Clissold points out that the presence of a diversified board is incredibly helpful for dealing with financial disturbances. One Chinese anti-virus software company suffered a sustained short attack, but eventually emerged from the ordeal with its stock price intact. The board consisted not only of the core controlling management team, but also highly experienced corporate veterans from a variety of business backgrounds.
The third indicator is related to material and related-party transactions. The first example concerns the "partial listing” of a company. One company that makes solar cells is actually part of a larger corporate group, and only part of the group is listed. Both buyers and sellers of the business of the listed company are controlled by the larger group. This could be ascertained from the Chairman’s Statement that "38% of our sales over the pat year were transactions to independent third parties”. By implication, the remaining 62% of sales were not.

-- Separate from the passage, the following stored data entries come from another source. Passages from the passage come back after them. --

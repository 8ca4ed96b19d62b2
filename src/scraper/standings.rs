use ::scraper::{Html, Selector};
use itertools::Itertools;
use tracing::{debug, instrument};

use crate::context::ScraperContext;
use crate::error::Result;
use crate::model::{CircuitStanding, Standings, TeamStanding};
use crate::scraper::{self, href_segment, select_text};
use crate::utils::{clean_number_string, clean_string, get_image_url, BASE_URL};

/// Fetch the championship-points standings for one VCT year, one group per
/// regional circuit.
#[instrument(skip(ctx))]
pub async fn get_standings(ctx: &ScraperContext, year: i32) -> Result<Standings> {
    let body =
        scraper::fetch_page(ctx, &format!("{BASE_URL}/vct-{year}/standings")).await?;
    let document = Html::parse_document(&body);
    let standings = parse_standings(&document, year)?;
    debug!(year, circuits = standings.circuits.len(), "parsed standings");
    Ok(standings)
}

pub(crate) fn parse_standings(document: &Html, year: i32) -> Result<Standings> {
    let group_selector = Selector::parse("div.eg-standing-group")?;
    let label_selector = Selector::parse("div.wf-label")?;
    let row_selector = Selector::parse("table tr")?;
    let team_cell_selector = Selector::parse("td.eg-standing-group-team")?;
    let anchor_selector = Selector::parse("a")?;
    let img_selector = Selector::parse("img")?;
    let name_selector = Selector::parse("div.text-of")?;
    let cell_selector = Selector::parse("td")?;

    let mut circuits = Vec::new();
    for group in document.select(&group_selector) {
        let region = clean_string(&select_text(&group, &label_selector));

        let mut teams = Vec::new();
        // Rank is the 1-based row position, not read off the page.
        let mut rank = 1u32;
        for row in group.select(&row_selector) {
            let Some(team_cell) = row.select(&team_cell_selector).next() else {
                continue;
            };
            let Some(anchor) = team_cell.select(&anchor_selector).next() else {
                continue;
            };
            let Some(id) = href_segment(anchor.value().attr("href").unwrap_or_default(), 2)
            else {
                continue;
            };

            let logo = anchor
                .select(&img_selector)
                .next()
                .and_then(|e| e.value().attr("src"))
                .map(get_image_url)
                .unwrap_or_default();

            // The name block holds the team name and the country on separate
            // lines.
            let (name, country) = anchor
                .select(&name_selector)
                .next()
                .map(|block| {
                    let lines = block
                        .text()
                        .map(|t| t.trim())
                        .filter(|t| !t.is_empty())
                        .collect_vec();
                    (
                        lines.first().map(|s| s.to_string()).unwrap_or_default(),
                        lines.get(1).map(|s| s.to_string()).unwrap_or_default(),
                    )
                })
                .unwrap_or_default();

            // Points read like "12 pts"; only the leading number counts.
            let points = row
                .select(&cell_selector)
                .nth(1)
                .and_then(|cell| {
                    let text = clean_string(&cell.text().collect::<String>());
                    text.split_whitespace()
                        .next()
                        .map(|n| clean_number_string(n) as u32)
                })
                .unwrap_or(0);

            teams.push(TeamStanding {
                id,
                name,
                logo,
                rank,
                points,
                country,
            });
            rank += 1;
        }
        circuits.push(CircuitStanding { region, teams });
    }

    Ok(Standings { year, circuits })
}

#[cfg(test)]
mod tests {
    use super::*;

    const STANDINGS_PAGE: &str = r#"
    <html><body>
      <div class="eg-standing-group">
        <div class="wf-label">Americas</div>
        <table>
          <tr><th>Team</th><th>Points</th></tr>
          <tr>
            <td class="eg-standing-group-team">
              <a href="/team/2/sentinels">
                <img src="//owcdn.net/img/sen.png">
                <div class="text-of">
                  <div>Sentinels</div>
                  <div>United States</div>
                </div>
              </a>
            </td>
            <td>12 pts</td>
          </tr>
          <tr>
            <td class="eg-standing-group-team">
              <a href="/team/1034/nrg">
                <img src="//owcdn.net/img/nrg.png">
                <div class="text-of">
                  <div>NRG</div>
                  <div>United States</div>
                </div>
              </a>
            </td>
            <td>9 pts</td>
          </tr>
        </table>
      </div>
      <div class="eg-standing-group">
        <div class="wf-label">EMEA</div>
        <table>
          <tr><th>Team</th><th>Points</th></tr>
          <tr>
            <td class="eg-standing-group-team">
              <a href="/team/1001/fnatic">
                <img src="//owcdn.net/img/fnc.png">
                <div class="text-of">
                  <div>FNATIC</div>
                  <div>United Kingdom</div>
                </div>
              </a>
            </td>
            <td>15 pts</td>
          </tr>
        </table>
      </div>
    </body></html>
    "#;

    #[test]
    fn groups_become_circuits_with_positional_ranks() {
        let document = Html::parse_document(STANDINGS_PAGE);
        let standings = parse_standings(&document, 2025).unwrap();

        assert_eq!(standings.year, 2025);
        assert_eq!(standings.circuits.len(), 2);

        let americas = &standings.circuits[0];
        assert_eq!(americas.region, "Americas");
        assert_eq!(americas.teams.len(), 2);
        assert_eq!(americas.teams[0].id, "2");
        assert_eq!(americas.teams[0].name, "Sentinels");
        assert_eq!(americas.teams[0].country, "United States");
        assert_eq!(americas.teams[0].rank, 1);
        assert_eq!(americas.teams[0].points, 12);
        assert_eq!(americas.teams[1].rank, 2);
        assert_eq!(americas.teams[1].points, 9);

        let emea = &standings.circuits[1];
        assert_eq!(emea.region, "EMEA");
        assert_eq!(emea.teams[0].name, "FNATIC");
        assert_eq!(emea.teams[0].rank, 1);
    }

    #[test]
    fn header_rows_are_skipped() {
        let document = Html::parse_document(STANDINGS_PAGE);
        let standings = parse_standings(&document, 2025).unwrap();
        // The th-only header row contributes no team.
        assert!(standings.circuits.iter().all(|c| !c.teams.is_empty()));
    }
}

Another question that an investor should ask is "who is doing the valuing?" In one case, a forest company's financial statements revealed that almost all of its previous three years’ profits had resulted from large revaluations of forestry assets rather than the revenue derived from the sale of timber. If you look at the valuer, you will find that it is a small company based in a small town of New Zealand, with no website.
The third example Clissold provides is about potential “personal gains”. Here, he spoke about a series of discounted equity placements made by a Hong Kong-quoted company to outside companies owned by its chairman.
The final example is about mutual shareholdings, where two companies own each other’s stocks. Such arrangements can create opportunities for various forms of market manipulation, including more subtle forms.
The fourth indicator is external oversight. The credential of auditors can be a problem. For example, one Chinese company hired an auditor in Florida that only had six employees and no capabilities in China. In another case, a company had a revenue of 130 million dollars while its audit fee was only 16,500 dollars. In another example, a company had fired the external auditors half way through the audit because they had asked to see the bank statements, a request that was deemed to be “overly broad”. The last example concerned the collusion of major counterparties, namely, the banks/financiers colluded with the firm's management to provide fake confirmation letters to the auditors.
The last issue Clissold addressed in his lecture was about variable interest entities (VIEs). Chinese Internet companies, for example, construct VIEs to circumvent certain regulations (for example, prohibitions against foreign equity ownership in certain industries in China). Section 52 of Chinese Contract Law would render contracts that breach mandatory laws and regulations of the state void. Yet, these VIE arrangements, the legality of which is currently in a grey-zone, allow Chinese companies to get access to foreign capital without violating the law. Nevertheless, as Clissold points out, these VIEs suffer from considerable imperfections.
To conclude, Clissold argues that there are no completely un-flagged failures and that we can use our existing techniques to analyse complicated systems and to mitigate their risks in China. This is also an important learning opportunity for anybody interested in China.